Instructions for the task
Among the lines of data below, reproduce only those from the one with "PATH and exit" through the one with "if let Some(path)", exactly as they stand, both ends included.
※
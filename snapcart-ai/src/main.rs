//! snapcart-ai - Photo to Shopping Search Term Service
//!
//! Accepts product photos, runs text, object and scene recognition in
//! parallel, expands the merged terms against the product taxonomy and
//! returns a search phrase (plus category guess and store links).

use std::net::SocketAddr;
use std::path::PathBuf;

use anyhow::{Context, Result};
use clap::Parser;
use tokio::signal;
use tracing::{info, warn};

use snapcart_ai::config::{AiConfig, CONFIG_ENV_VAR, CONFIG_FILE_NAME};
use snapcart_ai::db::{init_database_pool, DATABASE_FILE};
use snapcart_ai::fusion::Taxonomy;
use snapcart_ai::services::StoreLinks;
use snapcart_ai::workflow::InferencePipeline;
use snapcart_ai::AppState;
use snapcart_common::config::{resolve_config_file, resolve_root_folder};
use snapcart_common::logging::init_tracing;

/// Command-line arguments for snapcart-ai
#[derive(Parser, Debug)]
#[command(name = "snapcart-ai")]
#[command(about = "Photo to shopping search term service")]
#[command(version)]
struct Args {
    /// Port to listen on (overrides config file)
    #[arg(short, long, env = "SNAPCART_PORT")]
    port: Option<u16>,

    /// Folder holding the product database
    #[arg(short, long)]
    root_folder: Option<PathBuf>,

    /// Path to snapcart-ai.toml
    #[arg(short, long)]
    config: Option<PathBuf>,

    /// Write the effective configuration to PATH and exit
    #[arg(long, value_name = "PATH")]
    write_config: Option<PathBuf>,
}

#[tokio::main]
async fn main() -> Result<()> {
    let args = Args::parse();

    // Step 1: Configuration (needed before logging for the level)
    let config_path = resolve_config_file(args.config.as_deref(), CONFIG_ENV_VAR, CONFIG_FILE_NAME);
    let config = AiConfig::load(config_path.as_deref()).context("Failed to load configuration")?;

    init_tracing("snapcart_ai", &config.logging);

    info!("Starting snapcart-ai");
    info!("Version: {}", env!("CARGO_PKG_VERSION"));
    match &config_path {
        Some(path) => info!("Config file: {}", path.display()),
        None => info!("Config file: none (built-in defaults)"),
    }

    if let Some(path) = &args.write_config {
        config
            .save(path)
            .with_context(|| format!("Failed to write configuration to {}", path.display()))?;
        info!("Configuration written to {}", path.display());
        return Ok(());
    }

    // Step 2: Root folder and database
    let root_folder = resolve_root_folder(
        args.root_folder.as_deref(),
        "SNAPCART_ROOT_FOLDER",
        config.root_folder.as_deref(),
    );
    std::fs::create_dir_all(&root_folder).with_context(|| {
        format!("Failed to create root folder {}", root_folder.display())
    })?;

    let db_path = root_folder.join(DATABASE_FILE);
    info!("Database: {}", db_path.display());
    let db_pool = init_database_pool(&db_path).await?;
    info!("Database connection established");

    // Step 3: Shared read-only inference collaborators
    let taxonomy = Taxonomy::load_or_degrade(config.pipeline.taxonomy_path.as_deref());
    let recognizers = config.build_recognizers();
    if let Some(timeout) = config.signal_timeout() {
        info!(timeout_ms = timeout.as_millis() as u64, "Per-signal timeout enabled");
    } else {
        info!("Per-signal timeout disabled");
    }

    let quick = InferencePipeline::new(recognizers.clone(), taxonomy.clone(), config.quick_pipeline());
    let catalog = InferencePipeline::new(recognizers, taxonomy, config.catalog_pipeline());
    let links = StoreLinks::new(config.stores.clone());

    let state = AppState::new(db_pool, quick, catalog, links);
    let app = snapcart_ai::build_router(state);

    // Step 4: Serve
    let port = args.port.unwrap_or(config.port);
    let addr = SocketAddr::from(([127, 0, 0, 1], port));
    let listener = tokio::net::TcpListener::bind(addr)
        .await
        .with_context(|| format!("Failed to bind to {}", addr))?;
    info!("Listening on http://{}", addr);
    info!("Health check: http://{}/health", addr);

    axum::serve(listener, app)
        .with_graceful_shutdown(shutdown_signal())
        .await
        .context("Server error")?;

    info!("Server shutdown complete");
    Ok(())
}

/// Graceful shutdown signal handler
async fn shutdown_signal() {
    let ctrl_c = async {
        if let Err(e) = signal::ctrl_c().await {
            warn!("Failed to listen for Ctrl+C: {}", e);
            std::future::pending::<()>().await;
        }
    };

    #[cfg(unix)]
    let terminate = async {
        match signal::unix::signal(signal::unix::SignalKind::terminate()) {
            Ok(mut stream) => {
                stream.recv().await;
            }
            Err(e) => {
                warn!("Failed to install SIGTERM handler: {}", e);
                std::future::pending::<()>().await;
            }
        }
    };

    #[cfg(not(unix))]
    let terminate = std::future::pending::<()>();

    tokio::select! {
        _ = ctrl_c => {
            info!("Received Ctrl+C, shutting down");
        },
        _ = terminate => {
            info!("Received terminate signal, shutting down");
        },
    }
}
※
Reply
    /// Write the effective configuration to PATH and exit
    #[arg(long, value_name = "PATH")]
    write_config: Option<PathBuf>,
}

#[tokio::main]
async fn main() -> Result<()> {
    let args = Args::parse();

    // Step 1: Configuration (needed before logging for the level)
    let config_path = resolve_config_file(args.config.as_deref(), CONFIG_ENV_VAR, CONFIG_FILE_NAME);
    let config = AiConfig::load(config_path.as_deref()).context("Failed to load configuration")?;

    init_tracing("snapcart_ai", &config.logging);

    info!("Starting snapcart-ai");
    info!("Version: {}", env!("CARGO_PKG_VERSION"));
    match &config_path {
        Some(path) => info!("Config file: {}", path.display()),
        None => info!("Config file: none (built-in defaults)"),
    }

    if let Some(path) = &args.write_config {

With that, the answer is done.